1 Seminar 1: 1985–1986

Kenzaburō Ōe (1935–)

Teach Us to Outgrow Our Madness
This seminar will examine two books: Teach Us to Outgrow Our Madness (1977)1 and The Silent Cry (1967).2
The first title is that of a collection of short stories, which in the Japanese original also contains other texts. The English translation contains four short stories. The second one, “Prize Stock,” earned Ōe, at the age of 23, the highest literary distinction in his country. The title of the third story is the one that was chosen for the book. The last story is called “Aghwee the Sky Monster,” and the first “The Day He Himself Shall Wipe My Tears Away.” In Japanese, the title of the second book is Football in the First Year of Man’en, the start of a new era (1860) just before Japan was opened to trade with foreign countries by Emperor Meiji, that is, a century before the time frame of the stories in the book. These facts were supplied by Akira Mizubayashi, who has had several books published in French translation by Gallimard, with the most recent being Un amour de mille ans (A Thousand-Year Love) in 2017.

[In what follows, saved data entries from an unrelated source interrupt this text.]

//! Tracing Subscriber Initialization
//!
//! One global subscriber: `EnvFilter` from `RUST_LOG` plus a JSON fmt layer.

use tracing_subscriber::{layer::SubscriberExt, util::SubscriberInitExt, EnvFilter};

use crate::error::{ApiError, ApiResult};

/// Filter used when `RUST_LOG` is unset or invalid.
pub const DEFAULT_LOG_FILTER: &str = "voxorder_api=debug,voxorder_core=debug,tower_http=info,info";

/// Telemetry configuration from environment variables.
#[derive(Debug, Clone)]
pub struct TelemetryConfig {
    /// Service name attached to the startup log
    pub service_name: String,
    /// Service version
    pub service_version: String,
    /// Environment (production, staging, development)
    pub environment: String,
    /// Emit JSON lines (otherwise human-readable)
    pub json: bool,
}

impl Default for TelemetryConfig {
    fn default() -> Self {
        Self {
            service_name: std::env::var("VOXORDER_SERVICE_NAME")
                .unwrap_or_else(|_| "voxorder-api".to_string()),
            service_version: env!("CARGO_PKG_VERSION").to_string(),
            environment: std::env::var("VOXORDER_ENVIRONMENT")
                .unwrap_or_else(|_| "development".to_string()),
            json: std::env::var("VOXORDER_LOG_FORMAT")
                .map(|s| !s.eq_ignore_ascii_case("pretty"))
                .unwrap_or(true),
        }
    }
}

/// Install the global tracing subscriber.
///
/// Call once at startup before any tracing occurs.
pub fn init_tracing(config: &TelemetryConfig) -> ApiResult<()> {
    let env_filter =
        EnvFilter::try_from_default_env().unwrap_or_else(|_| EnvFilter::new(DEFAULT_LOG_FILTER));

    let registry = tracing_subscriber::registry().with(env_filter);
    let result = if config.json {
        registry.with(tracing_subscriber::fmt::layer().json()).try_init()
    } else {
        registry.with(tracing_subscriber::fmt::layer()).try_init()
    };
    result.map_err(|e| ApiError::internal_error(format!("Failed to init subscriber: {}", e)))?;

    tracing::info!(
        service_name = config.service_name,
        service_version = config.service_version,
        environment = config.environment,
        "Telemetry initialized"
    );

    Ok(())
}

#[cfg(test)]
mod tests {
    use super::*;

    #[test]
    fn test_default_filter_parses() {
        assert!(EnvFilter::try_new(DEFAULT_LOG_FILTER).is_ok());
    }

    #[test]
    fn test_telemetry_config_default() {
        let config = TelemetryConfig::default();
        assert_eq!(config.service_version, env!("CARGO_PKG_VERSION"));
        assert!(!config.service_name.is_empty());
    }
}
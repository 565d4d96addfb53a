//! Health Check Endpoints
//!
//! Kubernetes-compatible liveness and readiness checks:
//! - /health/ping - Simple liveness check
//! - /health/live - Process alive check
//! - /health/ready - Order store connectivity check
//!
//! No authentication required for health endpoints.

use axum::{extract::State, http::StatusCode, response::IntoResponse, routing::get, Json, Router};
use serde::{Deserialize, Serialize};

use crate::state::AppState;

// ============================================================================
// TYPES
// ============================================================================

/// Health check response
#[derive(Debug, Clone, Serialize, Deserialize)]
pub struct HealthResponse {
    pub status: HealthStatus,
    #[serde(skip_serializing_if = "Option::is_none")]
    pub message: Option<String>,
    #[serde(skip_serializing_if = "Option::is_none")]
    pub details: Option<HealthDetails>,
}

#[derive(Debug, Clone, Copy, PartialEq, Eq, Serialize, Deserialize)]
#[serde(rename_all = "lowercase")]
pub enum HealthStatus {
    Healthy,
    Unhealthy,
}

#[derive(Debug, Clone, Serialize, Deserialize)]
pub struct HealthDetails {
    pub store: ComponentHealth,
    pub version: String,
    pub uptime_seconds: u64,
}

#[derive(Debug, Clone, Serialize, Deserialize)]
pub struct ComponentHealth {
    pub status: HealthStatus,
    #[serde(skip_serializing_if = "Option::is_none")]
    pub latency_ms: Option<u64>,
    #[serde(skip_serializing_if = "Option::is_none")]
    pub error: Option<String>,
}

// ============================================================================
// HANDLERS
// ============================================================================

/// GET /health/ping
pub async fn ping() -> impl IntoResponse {
    (StatusCode::OK, "pong")
}

/// GET /health/live
pub async fn liveness() -> impl IntoResponse {
    let response = HealthResponse {
        status: HealthStatus::Healthy,
        message: Some("Process is alive".to_string()),
        details: None,
    };
    (StatusCode::OK, Json(response))
}

/// GET /health/ready
pub async fn readiness(State(state): State<AppState>) -> impl IntoResponse {
    let start = std::time::Instant::now();
    let store = match state.store.health_check().await {
        Ok(()) => ComponentHealth {
            status: HealthStatus::Healthy,
            latency_ms: Some(start.elapsed().as_millis() as u64),
            error: None,
        },
        Err(e) => {
            tracing::warn!(error = %e, "Readiness check failed");
            ComponentHealth {
                status: HealthStatus::Unhealthy,
                latency_ms: None,
                error: Some(format!("Order store check failed: {}", e)),
            }
        }
    };

    let status = store.status;
    let response = HealthResponse {
        status,
        message: None,
        details: Some(HealthDetails {
            store,
            version: env!("CARGO_PKG_VERSION").to_string(),
            uptime_seconds: state.start_time.elapsed().as_secs(),
        }),
    };

    let status_code = if status == HealthStatus::Healthy {
        StatusCode::OK
    } else {
        StatusCode::SERVICE_UNAVAILABLE
    };

    (status_code, Json(response))
}

// ============================================================================
// ROUTER
// ============================================================================

/// Create health check router (no auth required)
pub fn create_router() -> Router<AppState> {
    Router::new()
        .route("/ping", get(ping))
        .route("/live", get(liveness))
        .route("/ready", get(readiness))
}

#[cfg(test)]
mod tests {
    use super::*;

    #[test]
    fn test_health_response_serialization() -> Result<(), serde_json::Error> {
        let response = HealthResponse {
            status: HealthStatus::Healthy,
            message: Some("Process is alive".to_string()),
            details: None,
        };
        let json = serde_json::to_string(&response)?;
        assert!(json.contains("\"healthy\""));
        assert!(!json.contains("details"));
        Ok(())
    }
}
//! Persistence seams.
//!
//! The pipeline talks to persistence only through these two traits. The API
//! crate provides Postgres implementations; [`crate::memory`] provides
//! in-process ones for tests and local development.

use async_trait::async_trait;
use serde::{Deserialize, Serialize};

use crate::error::{DirectoryError, StoreError};
use crate::Timestamp;

/// A known user.
#[derive(Debug, Clone, PartialEq, Eq, Serialize, Deserialize)]
pub struct UserRecord {
    pub id: String,
}

/// An order ready to be written. Construct only from a complete extraction.
#[derive(Debug, Clone, PartialEq, Eq)]
pub struct NewOrder {
    pub user_id: String,
    pub order_item: String,
    pub restaurant: String,
    pub delivery_time: Timestamp,
}

/// A stored order as the store reports it back.
#[derive(Debug, Clone, PartialEq, Eq, Serialize, Deserialize)]
pub struct OrderRecord {
    pub id: String,
    pub user_id: String,
    pub order_item: String,
    pub restaurant: String,
    pub delivery_time: Timestamp,
    pub created_at: Timestamp,
}

/// Existence checks against the users table.
#[async_trait]
pub trait UserDirectory: Send + Sync {
    /// `Ok(None)` when no such user exists.
    async fn find_by_id(&self, user_id: &str) -> Result<Option<UserRecord>, DirectoryError>;
}

/// Durable order persistence.
#[async_trait]
pub trait OrderStore: Send + Sync {
    /// Insert one order. No deduplication: two calls write two rows.
    async fn insert(&self, order: NewOrder) -> Result<OrderRecord, StoreError>;

    /// Liveness of the backing store, used by the readiness check.
    async fn health_check(&self) -> Result<(), StoreError> {
        Ok(())
    }
}
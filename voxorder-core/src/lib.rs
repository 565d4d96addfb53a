//! VOXORDER Core - Callback Verification and Order Extraction
//!
//! Turns a voice-conversation provider's post-call callback into a durable
//! food order. The stages run leaf-first:
//!
//! 1. [`signature`] - HMAC-SHA256 check over the raw body
//! 2. [`payload`] - JSON parsing into a [`CallbackEnvelope`]
//! 3. [`resolver`] - owning user lookup across historical payload shapes
//! 4. [`extractor`] - order item, restaurant and delivery time from the transcript
//! 5. [`committer`] - user validation and the single order insert
//!
//! [`pipeline::CallbackPipeline`] wires them together. Persistence is reached
//! only through the [`UserDirectory`] and [`OrderStore`] traits.

pub mod clock;
pub mod committer;
pub mod envelope;
pub mod error;
pub mod extractor;
pub mod memory;
pub mod payload;
pub mod pipeline;
pub mod resolver;
pub mod signature;
pub mod store;

use chrono::{DateTime, Utc};

/// Timestamp type using UTC timezone.
pub type Timestamp = DateTime<Utc>;

pub use clock::{Clock, FixedClock, SystemClock};
pub use committer::{CommittedOrder, OrderCommitter};
pub use envelope::{CallbackEnvelope, TranscriptRole, TranscriptTurn, POST_CALL_TRANSCRIPTION};
pub use error::{
    CommitError, DirectoryError, PayloadError, PipelineError, StoreError, VoxResult,
};
pub use extractor::{
    extract_order, extract_order_fields, extract_time_expression, normalize_delivery_time,
    order_patterns, time_patterns, ExtractedOrder, OrderFields, OrderPattern, OrderPatternKind,
    TimePattern, TimePatternKind,
};
pub use memory::{InMemoryOrderStore, InMemoryUserDirectory};
pub use payload::{normalize_payload, NormalizedPayload};
pub use pipeline::{CallbackPipeline, CommittedCallback, PipelineOutcome};
pub use resolver::{resolve_user, resolve_user_in, UserContext, UserIdLocation, USER_ID_LOCATIONS};
pub use signature::{SignatureCheck, SignatureRejection, WebhookVerifier};
pub use store::{NewOrder, OrderRecord, OrderStore, UserDirectory, UserRecord};
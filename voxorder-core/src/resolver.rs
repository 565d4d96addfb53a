//! User Resolver
//!
//! The provider's payload shape changed across integration iterations, so the
//! owning user's id can sit in any of several places. All historical shapes
//! stay supported at once; the locations below are tried in strict priority
//! order and the first non-empty value wins.

use serde_json::{Map, Value};

use crate::envelope::CallbackEnvelope;

/// A named path into the callback's `data` object.
#[derive(Debug, Clone, Copy, PartialEq, Eq)]
pub struct UserIdLocation {
    /// Dotted location used in logs.
    pub location: &'static str,
    pub path: &'static [&'static str],
}

impl UserIdLocation {
    /// Walk the path and return a usable identifier, if one is there.
    ///
    /// Strings are trimmed and must be non-empty. Integers are accepted and
    /// rendered in decimal. Anything else counts as not found.
    pub fn lookup(&self, data: &Map<String, Value>) -> Option<String> {
        let (last, parents) = self.path.split_last()?;
        let mut node = data;
        for key in parents {
            node = node.get(*key)?.as_object()?;
        }
        match node.get(*last)? {
            Value::String(s) if !s.trim().is_empty() => Some(s.trim().to_string()),
            Value::Number(n) if n.is_i64() || n.is_u64() => Some(n.to_string()),
            _ => None,
        }
    }
}

/// Lookup order, highest priority first.
pub const USER_ID_LOCATIONS: &[UserIdLocation] = &[
    UserIdLocation {
        location: "conversation_initiation_client_data.dynamic_variables.id",
        path: &["conversation_initiation_client_data", "dynamic_variables", "id"],
    },
    UserIdLocation {
        location: "conversation_initiation_client_data.dynamic_variables.user_id",
        path: &["conversation_initiation_client_data", "dynamic_variables", "user_id"],
    },
    UserIdLocation {
        location: "user_id",
        path: &["user_id"],
    },
    UserIdLocation {
        location: "conversation_initiation_client_data.user_id",
        path: &["conversation_initiation_client_data", "user_id"],
    },
    UserIdLocation {
        location: "client_data.user_id",
        path: &["client_data", "user_id"],
    },
];

/// The resolved owner of a callback.
#[derive(Debug, Clone, Default, PartialEq, Eq)]
pub struct UserContext {
    pub user_id: Option<String>,
    /// Which location matched.
    pub source: Option<&'static str>,
}

impl UserContext {
    pub fn resolved(user_id: impl Into<String>, source: &'static str) -> Self {
        Self {
            user_id: Some(user_id.into()),
            source: Some(source),
        }
    }

    pub fn absent() -> Self {
        Self::default()
    }

    pub fn is_resolved(&self) -> bool {
        self.user_id.is_some()
    }
}

/// Resolve the owning user from an envelope.
pub fn resolve_user(envelope: &CallbackEnvelope) -> UserContext {
    resolve_user_in(envelope.client_data())
}

/// Resolve the owning user from a raw `data` object.
pub fn resolve_user_in(data: &Map<String, Value>) -> UserContext {
    for candidate in USER_ID_LOCATIONS {
        if let Some(user_id) = candidate.lookup(data) {
            tracing::debug!(location = candidate.location, user_id = %user_id, "Resolved user id");
            return UserContext::resolved(user_id, candidate.location);
        }
    }

    let checked: Vec<String> = USER_ID_LOCATIONS
        .iter()
        .map(|candidate| {
            let state = if path_present(data, candidate.path) { "present-but-empty" } else { "absent" };
            format!("{}={}", candidate.location, state)
        })
        .collect();
    tracing::warn!(checked = ?checked, "Could not find user_id in callback payload");

    UserContext::absent()
}

fn path_present(data: &Map<String, Value>, path: &[&str]) -> bool {
    let Some((last, parents)) = path.split_last() else {
        return false;
    };
    let mut node = data;
    for key in parents {
        match node.get(*key).and_then(Value::as_object) {
            Some(next) => node = next,
            None => return false,
        }
    }
    node.get(*last).is_some_and(|v| !v.is_null())
}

I. TEACH US OUTGROW OUR MADNESS: AN ANALYSIS OF MADNESS AND TRAUMA

In “The Day He Himself Shall Wipe My Tears Away,” the narrator distinguishes several periods in the years of extreme poverty of his childhood. The shortest period is the one in which he accepts his father’s madness, calling it his “Happy Days,” after the title of an American song. After a violent scene between his parents, his father – whom his mother would call “a certain party” from then on – closes himself up in a storehouse, where the child joins him.
The war has just ended; Japan is on the brink of collapse. The boy’s father, who is obese and has bladder cancer, sprays the child with bloody urine. At the same time, the boy is made witness to his father’s madness. To be saved, the emperor must be killed. A delusion takes shape; the child never stops searching for its inscription. At the age of 10, he witnesses his father’s death, when the latter is killed by machine-gun fire on August 16, 1945, the only occasion on which he ventured out, with officers who had deserted, to bomb the imperial palace after the capitulation of Japan.
At the beginning of the story, the narrator thinks he will die of liver cancer at the age of 35. He dictates a “history of the age” to an “acting executor of the will,” who, at the end of the story, is revealed to be his wife. The writer highlights the political dimension of the delusion present in the psychoanalysis of madness and trauma, a process in which the patient and the analyst are co-researchers, in a field of historical catastrophes whose inscription is the aim of the therapeutic process. The writer provides tools designed to encourage what British psychoanalyst Wilfred Bion, based on his experiences in World War I, called “psychotic transference,” at work in madness and trauma.
This very particular transference brings into question the frame of reference of traditional psychoanalysis when benevolent neutrality is attacked by tempestuous outbursts. Recourse to family history is of no use since time has stopped in the zones of catastrophe; causality is irrelevant, since it needs the past for the cause and the future for the effect; the destruction of all otherness obliterates identity and leads to absolute loneliness. Unconscious processes such as repression are not expressed in words – signifiers in Lacan’s terms – since speech is no longer trustworthy; they are expressed through sensory images that survived the catastrophe.
The madness of Ōe’s characters is not an illness, but a strength which impels them to fight against the erasure of traces. This madness uses specific tools to explore the silent zones of catastrophe, at the crossroads of their subjective and historical origins, and to inscribe them by means of fictional creations. What is at stake here, the historical truth, is political in nature, as are the stakes in the psychoanalysis of psychoses and traumas. A catastrophe is a near-history, something which could have become History, but fell short. It could have been History. In January 1946, God came down from the sky. That day, the emperor spoke over the radio “in a mortal voice,” declaring that “he was of human essence.” The Japanese were devastated and cried as they listened to their radios. The emperor was no longer a god. History could instead have consisted of a bomb being dropped on the palace, and the catastrophe would have been averted. This is the father’s delusion in “The Day He Himself Shall Wipe My Tears Away.”
For the narrator, this near-history took shape at the moment when he became the puppet of this delusion in a space of arrested time he calls his “happy days.” This song title also made its appearance in my work as an analyst at the psychiatric hospital where I used to go every Monday.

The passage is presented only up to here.